Recent studies with long-term mouse marrow cultures have indicated the importance of the adherent layer as a primary reservoir of the most primitive stem cells, from which derivative stem cells and more differentiated progenitors are continuously generated. The role of the adherent cell layer in long-term human marrow cultures was examined from this point of view. Prerequisite to such an undertaking was the development of a nontoxic and reproducible method for detaching the adherent layer and making it into a single-cell suspension suitable for characterization by colony assays. Both trypsin and collagenase could be used to obtain suspensions that met these criteria. Lack of toxicity was demonstrated by the preservation of CFU-E [erythroid colony forming unit], BFU-E [erythropoietic burst forming cell] and CFU-C [colony forming cell] plating efficiency in fresh human marrow cell suspensions exposed to the same enzymatic treatments. Collagenase treatment of long-term marrow culture adherent layers was considered superior because it freed all hemopoietic colony-forming cells but left some of the other cells still adherent.
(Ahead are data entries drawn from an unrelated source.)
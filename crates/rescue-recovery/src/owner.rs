//! Owner side: making an account recoverable and removing that again.

use crate::calls::RecoveryCall;
use crate::constants::RecoveryConstants;
use crate::probes::recoverability::recoverability_probe;
use crate::probes::{ProbeState, RecoverabilityProbe};
use crate::requests::{ProbeEvent, ProbeRequest};
use crate::view::OwnerView;
use rescue_core::{AccountId, Balance, BlockNumber, FriendSet, RecoveryConfig, RescueError};
use serde::{Deserialize, Serialize};

/// A proposed recovery config.
#[derive(Debug, Clone, PartialEq, Eq, Serialize, Deserialize)]
pub struct OwnerSetup {
    /// Friends allowed to vouch, in any order
    pub friends: Vec<AccountId>,
    /// Vouches required
    pub threshold: u16,
    /// Delay in blocks between initiation and claim
    pub delay_period: BlockNumber,
}

/// A setup that passed validation.
#[derive(Debug, Clone, PartialEq, Eq)]
pub struct ValidatedSetup {
    /// Sorted, unique friends
    pub friends: FriendSet,
    /// Vouches required
    pub threshold: u16,
    /// Delay in blocks
    pub delay_period: BlockNumber,
    /// Amount reserved on creation
    pub deposit: Balance,
}

impl ValidatedSetup {
    /// The `create_recovery` call for this setup.
    pub fn call(&self) -> RecoveryCall {
        RecoveryCall::CreateRecovery {
            friends: self.friends.as_slice().to_vec(),
            threshold: self.threshold,
            delay_period: self.delay_period,
        }
    }
}

impl OwnerSetup {
    /// Check the proposal against the protocol constants.
    ///
    /// Friends are sorted here; duplicates are rejected rather than dropped.
    pub fn validate(&self, constants: &RecoveryConstants) -> Result<ValidatedSetup, RescueError> {
        if self.friends.is_empty() {
            return Err(RescueError::precondition("at least one friend is required"));
        }
        let friends = FriendSet::new(self.friends.clone());
        if friends.len() != self.friends.len() {
            return Err(RescueError::precondition("friends must be unique"));
        }
        let max_friends = usize::try_from(constants.max_friends).unwrap_or(usize::MAX);
        if friends.len() > max_friends {
            return Err(RescueError::precondition(format!(
                "at most {} friends are allowed, got {}",
                constants.max_friends,
                friends.len()
            )));
        }
        if self.threshold == 0 || usize::from(self.threshold) > friends.len() {
            return Err(RescueError::precondition(format!(
                "threshold must be between 1 and {}, got {}",
                friends.len(),
                self.threshold
            )));
        }
        Ok(ValidatedSetup {
            deposit: constants.config_deposit(friends.len()),
            friends,
            threshold: self.threshold,
            delay_period: self.delay_period,
        })
    }
}

/// Tracks the owner's own recovery config.
#[derive(Debug, Clone)]
pub struct OwnerEngine {
    account: Option<AccountId>,
    recoverability: RecoverabilityProbe,
    constants: Option<RecoveryConstants>,
    proposal: Option<OwnerSetup>,
}

impl Default for OwnerEngine {
    fn default() -> Self {
        Self::new()
    }
}

impl OwnerEngine {
    /// Engine with nothing selected.
    pub fn new() -> Self {
        Self {
            account: None,
            recoverability: recoverability_probe(),
            constants: None,
            proposal: None,
        }
    }

    /// Provide the protocol constants read for this connection.
    pub fn set_constants(&mut self, constants: RecoveryConstants) {
        self.constants = Some(constants);
    }

    /// Select the owner account.
    pub fn select_account(&mut self, account: Option<AccountId>) -> Vec<ProbeRequest> {
        if self.account == account {
            return Vec::new();
        }
        self.account = account;
        self.recoverability
            .select(account)
            .map(ProbeRequest::Recoverability)
            .into_iter()
            .collect()
    }

    /// Replace the proposed config.
    pub fn set_proposal(&mut self, proposal: Option<OwnerSetup>) {
        self.proposal = proposal;
    }

    /// Re-read the owner's config.
    pub fn refresh(&mut self) -> Vec<ProbeRequest> {
        self.recoverability
            .refresh()
            .map(ProbeRequest::Recoverability)
            .into_iter()
            .collect()
    }

    /// Fold a probe event.
    pub fn apply(&mut self, event: ProbeEvent) -> Vec<ProbeRequest> {
        if let ProbeEvent::Recoverability(response) = event {
            self.recoverability.apply(response);
        }
        Vec::new()
    }

    /// Current config.
    pub fn recoverability(&self) -> &ProbeState<RecoveryConfig> {
        self.recoverability.state()
    }

    /// Validate the proposal and build `create_recovery`.
    pub fn create(&self) -> Result<(RecoveryCall, Balance), RescueError> {
        self.ensure_selected()?;
        match self.recoverability.state() {
            ProbeState::Absent => {}
            ProbeState::Present(_) => {
                return Err(RescueError::precondition("account is already recoverable"))
            }
            ProbeState::Unknown | ProbeState::Failed(_) => {
                return Err(RescueError::precondition(
                    "current recovery config is not known yet",
                ))
            }
        }
        let setup = self.validated_proposal()?;
        Ok((setup.call(), setup.deposit))
    }

    /// Build `remove_recovery`.
    pub fn remove(&self) -> Result<RecoveryCall, RescueError> {
        self.ensure_selected()?;
        if self.recoverability.state().present().is_none() {
            return Err(RescueError::precondition("account has no recovery config"));
        }
        Ok(RecoveryCall::RemoveRecovery)
    }

    /// Read-only snapshot for presentation.
    pub fn view(&self) -> OwnerView {
        let proposed = self.validated_proposal().ok();
        OwnerView {
            account: self.account,
            recoverability: self.recoverability.state().clone(),
            proposed_deposit: proposed.as_ref().map(|setup| setup.deposit),
            can_create: self.recoverability.state().is_absent() && proposed.is_some(),
            can_remove: self.recoverability.state().present().is_some(),
            checking: self.account.is_some() && self.recoverability.state().is_unknown(),
            error: self.recoverability.state().failure().cloned(),
        }
    }

    fn ensure_selected(&self) -> Result<AccountId, RescueError> {
        self.account
            .ok_or_else(|| RescueError::precondition("no account selected"))
    }

    fn validated_proposal(&self) -> Result<ValidatedSetup, RescueError> {
        let proposal = self
            .proposal
            .as_ref()
            .ok_or_else(|| RescueError::precondition("no recovery config proposed"))?;
        let constants = self
            .constants
            .as_ref()
            .ok_or_else(|| RescueError::precondition("protocol constants not loaded"))?;
        proposal.validate(constants)
    }
}

#[cfg(test)]
mod tests {
    use super::*;
    use crate::probes::ProbeResponse;
    use assert_matches::assert_matches;

    fn account(seed: u8) -> AccountId {
        AccountId::new([seed; 32])
    }

    fn constants() -> RecoveryConstants {
        RecoveryConstants {
            config_deposit_base: 100,
            friend_deposit_factor: 10,
            max_friends: 3,
            recovery_deposit: 50,
        }
    }

    fn setup(friends: &[u8], threshold: u16) -> OwnerSetup {
        OwnerSetup {
            friends: friends.iter().map(|seed| account(*seed)).collect(),
            threshold,
            delay_period: 20,
        }
    }

    #[test]
    fn test_validate_sorts_and_prices() {
        let validated = setup(&[3, 1, 2], 2).validate(&constants()).unwrap();
        assert_eq!(
            validated.friends.as_slice(),
            &[account(1), account(2), account(3)]
        );
        assert_eq!(validated.deposit, 130);
    }

    #[test]
    fn test_validate_rejects_bad_proposals() {
        let constants = constants();
        for bad in [
            setup(&[], 1),
            setup(&[1, 1], 1),
            setup(&[1, 2, 3, 4], 2),
            setup(&[1, 2], 0),
            setup(&[1, 2], 3),
        ] {
            assert_matches!(
                bad.validate(&constants),
                Err(RescueError::PreconditionNotMet { .. }),
                "{bad:?}"
            );
        }
    }

    #[test]
    fn test_create_only_when_not_recoverable() {
        let mut engine = OwnerEngine::new();
        engine.set_constants(constants());
        engine.set_proposal(Some(setup(&[1, 2], 2)));
        let requests = engine.select_account(Some(account(9)));
        let [ProbeRequest::Recoverability(ticket)] = requests.as_slice() else {
            panic!("expected a recoverability request");
        };
        assert!(engine.create().is_err());

        engine.apply(ProbeEvent::Recoverability(ProbeResponse::new(*ticket, Ok(None))));
        let (call, deposit) = engine.create().unwrap();
        assert_eq!(call.name(), "recovery.create_recovery");
        assert_eq!(deposit, 120);
        assert!(engine.remove().is_err());
        assert!(engine.view().can_create);
    }
}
CFU-C, BFU-E and CFu-G/E [granulocyte-erythrocyte-CFU] apparently were consistently detectable in the adherent layer for at least 8 wk, with the majority of the BFU-E and CFU-G/E being located in the adherent layer (70-75% after 2-3 wk and > 90% by 7-8 wk). Although corresponding numerical differences in adherent and nonadherent CFU-C populations were not observed, the colonies derived from them showed marked differences in the size they achieved; the adherent layer being the exclusive site of CFU-C, with a very high proliferative capacity. The importance of assessing the progenitor content of the adherent layer of long-term human marrow cultures is emphasized and an appropriate methodology is provided.